__Aim of the exercise__
Below are some records; copy each line in them that contains "sees".

__Information provided__
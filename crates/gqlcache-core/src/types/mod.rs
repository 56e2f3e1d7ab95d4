//! # Core Type Definitions
//!
//! This module contains the record model shared by every layer of the cache:
//! - Keys and timestamps (`CacheKey`, `Timestamp`)
//! - Record graph (`FieldValue`, `CacheReference`, `Record`, `RecordRow`)
//! - Positional paths (`KeyPath`, with `ResponsePath`/`CachePath` aliases)
//! - Error types (`CacheError`)
//!
//! ## Graph Shape
//!
//! Records never embed each other. A field that points at another object holds
//! a `CacheReference`, which is nothing more than the target's key. The record
//! graph may therefore contain cycles; every traversal is key-based.

use serde::{Deserialize, Serialize};
use std::collections::BTreeMap;
use std::fmt;
use std::time::{SystemTime, UNIX_EPOCH};
use thiserror::Error;

// =============================================================================
// KEYS & TIMESTAMPS
// =============================================================================

/// Opaque string identifying one record or one field path within a record.
///
/// Built by joining path segments with `.`; a segment may itself contain
/// literal dots inside a parenthesized argument list, e.g. `hero(episode:JEDI)`.
pub type CacheKey = String;

/// Seconds since the Unix epoch.
///
/// Freshness comparisons only ever look at minute buckets, so second
/// resolution is all the cache keeps.
#[derive(
    Debug, Clone, Copy, PartialEq, Eq, PartialOrd, Ord, Hash, Serialize, Deserialize, Default,
)]
pub struct Timestamp(pub i64);

impl Timestamp {
    /// The oldest representable instant. Reported as `maxAge` when a result
    /// has no contributing fields.
    pub const DISTANT_PAST: Self = Self(i64::MIN);

    /// The current wall-clock time.
    ///
    /// A clock set before the epoch reads as the epoch itself.
    #[must_use]
    pub fn now() -> Self {
        SystemTime::now()
            .duration_since(UNIX_EPOCH)
            .map(|elapsed| Self(elapsed.as_secs() as i64))
            .unwrap_or(Self(0))
    }

    #[must_use]
    pub const fn from_secs(secs: i64) -> Self {
        Self(secs)
    }

    #[must_use]
    pub const fn secs(self) -> i64 {
        self.0
    }

    /// Index of the minute this instant falls into.
    #[must_use]
    pub const fn minute_bucket(self) -> i64 {
        self.0.div_euclid(60)
    }

    /// Move this instant `secs` seconds into the past, saturating.
    #[must_use]
    pub const fn saturating_sub_secs(self, secs: i64) -> Self {
        Self(self.0.saturating_sub(secs))
    }

    /// Move this instant `secs` seconds into the future, saturating.
    #[must_use]
    pub const fn saturating_add_secs(self, secs: i64) -> Self {
        Self(self.0.saturating_add(secs))
    }
}

// =============================================================================
// RECORD GRAPH
// =============================================================================

/// A by-key, non-owning link from one record's field to another record.
///
/// Dereferencing requires a lookup against the store and may fail if the
/// target has been evicted.
#[derive(Debug, Clone, PartialEq, Eq, PartialOrd, Ord, Hash, Serialize, Deserialize)]
pub struct CacheReference {
    pub key: CacheKey,
}

impl CacheReference {
    #[must_use]
    pub fn new(key: impl Into<CacheKey>) -> Self {
        Self { key: key.into() }
    }

    #[must_use]
    pub fn key(&self) -> &str {
        &self.key
    }
}

impl fmt::Display for CacheReference {
    fn fmt(&self, f: &mut fmt::Formatter<'_>) -> fmt::Result {
        write!(f, "-> #{}", self.key)
    }
}

/// A single stored value.
///
/// `Object` only appears for values the schema treats as scalars (custom
/// scalars carrying JSON objects); selected objects are always normalized
/// into their own records and linked through `Reference`.
#[derive(Debug, Clone, PartialEq, Serialize, Deserialize)]
pub enum FieldValue {
    Null,
    Bool(bool),
    Int(i64),
    Float(f64),
    String(String),
    Reference(CacheReference),
    List(Vec<FieldValue>),
    Object(BTreeMap<String, FieldValue>),
}

impl FieldValue {
    /// Convert a plain JSON value into a stored value. Never yields a reference.
    #[must_use]
    pub fn from_json(value: &serde_json::Value) -> Self {
        match value {
            serde_json::Value::Null => Self::Null,
            serde_json::Value::Bool(b) => Self::Bool(*b),
            serde_json::Value::Number(n) => match n.as_i64() {
                Some(i) => Self::Int(i),
                None => Self::Float(n.as_f64().unwrap_or(f64::NAN)),
            },
            serde_json::Value::String(s) => Self::String(s.clone()),
            serde_json::Value::Array(items) => Self::List(items.iter().map(Self::from_json).collect()),
            serde_json::Value::Object(map) => Self::Object(
                map.iter()
                    .map(|(k, v)| (k.clone(), Self::from_json(v)))
                    .collect(),
            ),
        }
    }

    /// Convert back into plain JSON.
    ///
    /// Returns `None` when the value (or anything nested in it) is a
    /// reference, which has no plain JSON form.
    #[must_use]
    pub fn to_plain_json(&self) -> Option<serde_json::Value> {
        Some(match self {
            Self::Null => serde_json::Value::Null,
            Self::Bool(b) => serde_json::Value::Bool(*b),
            Self::Int(i) => serde_json::Value::from(*i),
            Self::Float(f) => serde_json::Number::from_f64(*f)
                .map(serde_json::Value::Number)
                .unwrap_or(serde_json::Value::Null),
            Self::String(s) => serde_json::Value::String(s.clone()),
            Self::Reference(_) => return None,
            Self::List(items) => serde_json::Value::Array(
                items
                    .iter()
                    .map(Self::to_plain_json)
                    .collect::<Option<Vec<_>>>()?,
            ),
            Self::Object(map) => serde_json::Value::Object(
                map.iter()
                    .map(|(k, v)| v.to_plain_json().map(|v| (k.clone(), v)))
                    .collect::<Option<serde_json::Map<_, _>>>()?,
            ),
        })
    }

    #[must_use]
    pub const fn is_null(&self) -> bool {
        matches!(self, Self::Null)
    }

    #[must_use]
    pub fn as_reference(&self) -> Option<&CacheReference> {
        match self {
            Self::Reference(reference) => Some(reference),
            _ => None,
        }
    }

    /// Short name of the value's kind, used in type-mismatch errors.
    #[must_use]
    pub const fn kind(&self) -> &'static str {
        match self {
            Self::Null => "null",
            Self::Bool(_) => "boolean",
            Self::Int(_) => "integer",
            Self::Float(_) => "float",
            Self::String(_) => "string",
            Self::Reference(_) => "reference",
            Self::List(_) => "list",
            Self::Object(_) => "object",
        }
    }
}

impl From<CacheReference> for FieldValue {
    fn from(reference: CacheReference) -> Self {
        Self::Reference(reference)
    }
}

impl From<&str> for FieldValue {
    fn from(s: &str) -> Self {
        Self::String(s.to_string())
    }
}

impl From<String> for FieldValue {
    fn from(s: String) -> Self {
        Self::String(s)
    }
}

impl From<i64> for FieldValue {
    fn from(i: i64) -> Self {
        Self::Int(i)
    }
}

impl From<bool> for FieldValue {
    fn from(b: bool) -> Self {
        Self::Bool(b)
    }
}

/// Field name to value mapping of one record.
pub type Fields = BTreeMap<String, FieldValue>;

/// One normalized object: a key and its flat fields.
#[derive(Debug, Clone, PartialEq, Serialize, Deserialize)]
pub struct Record {
    pub key: CacheKey,
    pub fields: Fields,
}

impl Record {
    #[must_use]
    pub fn new(key: impl Into<CacheKey>, fields: Fields) -> Self {
        Self {
            key: key.into(),
            fields,
        }
    }

    /// Builder-style field insertion, handy when seeding stores.
    #[must_use]
    pub fn with_field(mut self, name: impl Into<String>, value: impl Into<FieldValue>) -> Self {
        self.fields.insert(name.into(), value.into());
        self
    }

    #[must_use]
    pub fn get(&self, field: &str) -> Option<&FieldValue> {
        self.fields.get(field)
    }

    pub fn insert(&mut self, field: impl Into<String>, value: FieldValue) -> Option<FieldValue> {
        self.fields.insert(field.into(), value)
    }

    #[must_use]
    pub fn len(&self) -> usize {
        self.fields.len()
    }

    #[must_use]
    pub fn is_empty(&self) -> bool {
        self.fields.is_empty()
    }
}

/// A record plus the time any of its fields last changed value.
#[derive(Debug, Clone, PartialEq, Serialize, Deserialize)]
pub struct RecordRow {
    pub record: Record,
    pub last_received_at: Timestamp,
}

impl RecordRow {
    #[must_use]
    pub const fn new(record: Record, last_received_at: Timestamp) -> Self {
        Self {
            record,
            last_received_at,
        }
    }

    #[must_use]
    pub fn key(&self) -> &str {
        &self.record.key
    }
}

// =============================================================================
// PATHS
// =============================================================================

/// Sequence of path segments.
///
/// Used for two different coordinate systems: response paths (response keys
/// and list indices, as a caller sees the data) and cache paths (field cache
/// keys, as records are keyed). Displayed joined with `.`.
#[derive(Debug, Clone, PartialEq, Eq, PartialOrd, Ord, Hash, Default, Serialize, Deserialize)]
pub struct KeyPath(Vec<String>);

/// Path of a value in the response, as the caller sees it.
pub type ResponsePath = KeyPath;

/// Path of a value in the record graph, rooted at the owning record's key.
pub type CachePath = KeyPath;

impl KeyPath {
    #[must_use]
    pub const fn root() -> Self {
        Self(Vec::new())
    }

    /// Path made of a single segment (typically a record key).
    #[must_use]
    pub fn from_key(key: impl Into<String>) -> Self {
        Self(vec![key.into()])
    }

    #[must_use]
    pub fn from_segments<I, S>(segments: I) -> Self
    where
        I: IntoIterator<Item = S>,
        S: Into<String>,
    {
        Self(segments.into_iter().map(Into::into).collect())
    }

    /// New path with `segment` appended.
    #[must_use]
    pub fn appending(&self, segment: impl Into<String>) -> Self {
        let mut segments = self.0.clone();
        segments.push(segment.into());
        Self(segments)
    }

    #[must_use]
    pub fn segments(&self) -> &[String] {
        &self.0
    }

    #[must_use]
    pub fn is_empty(&self) -> bool {
        self.0.is_empty()
    }

    #[must_use]
    pub fn len(&self) -> usize {
        self.0.len()
    }

    /// Segments joined with `.`, the cache-key form of the path.
    #[must_use]
    pub fn joined(&self) -> String {
        self.0.join(".")
    }
}

impl fmt::Display for KeyPath {
    fn fmt(&self, f: &mut fmt::Formatter<'_>) -> fmt::Result {
        f.write_str(&self.joined())
    }
}

// =============================================================================
// ERROR TYPES
// =============================================================================

/// Errors raised by the cache.
///
/// - No silent failures
/// - Use `Result<T, CacheError>` for fallible operations
/// - Execution failures carry the response path where they happened
#[derive(Debug, Clone, PartialEq, Error)]
pub enum CacheError {
    /// No row exists for a key that a read required.
    #[error("No cache record for key: {0}")]
    CacheMiss(CacheKey),

    /// The selection requires a field the source object does not have.
    #[error("Missing value")]
    MissingFieldValue,

    /// A non-nullable selection found a null.
    #[error("Null value found for non-null field")]
    NullFieldValue,

    /// A value could not be converted to the requested type.
    #[error("Type mismatch: expected {expected}, found {found}")]
    TypeMismatch { expected: String, found: String },

    /// A persisted payload failed to deserialize.
    #[error("Invalid record encoding for {key}: {reason}")]
    InvalidRecordEncoding { key: CacheKey, reason: String },

    /// Cache hit past its TTL under a cache-only policy.
    #[error("Cached data has expired")]
    StaleData,

    /// Reference resolution attempted after the transaction was released.
    #[error("Not within a read transaction")]
    NotWithinTransaction,

    /// An execution error annotated with the response path it occurred at.
    #[error("Error at path \"{path}\": {source}")]
    Execution {
        path: ResponsePath,
        source: Box<CacheError>,
    },

    /// Storage backend failure.
    #[error("Storage error: {0}")]
    Storage(String),

    /// Snapshot or field-format encoding failure.
    #[error("Serialization error: {0}")]
    Serialization(String),

    /// A schema migration step failed; the backend instance is unusable.
    #[error("Migration to schema version {version} failed: {reason}")]
    Migration { version: u64, reason: String },

    /// Invalid configuration.
    #[error("Configuration error: {0}")]
    Config(String),

    /// Result data could not be decoded into the requested type.
    #[error("Decode error: {0}")]
    Decode(String),
}

impl CacheError {
    /// Annotate with a response path.
    ///
    /// An error that already carries a path is returned unchanged, so the
    /// innermost (deepest) path is the one reported.
    #[must_use]
    pub fn at_path(self, path: &ResponsePath) -> Self {
        match self {
            annotated @ Self::Execution { .. } => annotated,
            other => Self::Execution {
                path: path.clone(),
                source: Box::new(other),
            },
        }
    }

    /// Response path of an annotated execution error.
    #[must_use]
    pub fn path(&self) -> Option<&ResponsePath> {
        match self {
            Self::Execution { path, .. } => Some(path),
            _ => None,
        }
    }

    /// The error with any path annotation peeled off.
    #[must_use]
    pub fn underlying(&self) -> &Self {
        match self {
            Self::Execution { source, .. } => source.underlying(),
            other => other,
        }
    }

    #[must_use]
    pub fn is_cache_miss(&self) -> bool {
        matches!(self.underlying(), Self::CacheMiss(_))
    }
}

// =============================================================================
// TESTS
// =============================================================================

__Your response__
/// and list indices, as a caller sees the data) and cache paths (field cache
/// Path of a value in the response, as the caller sees it.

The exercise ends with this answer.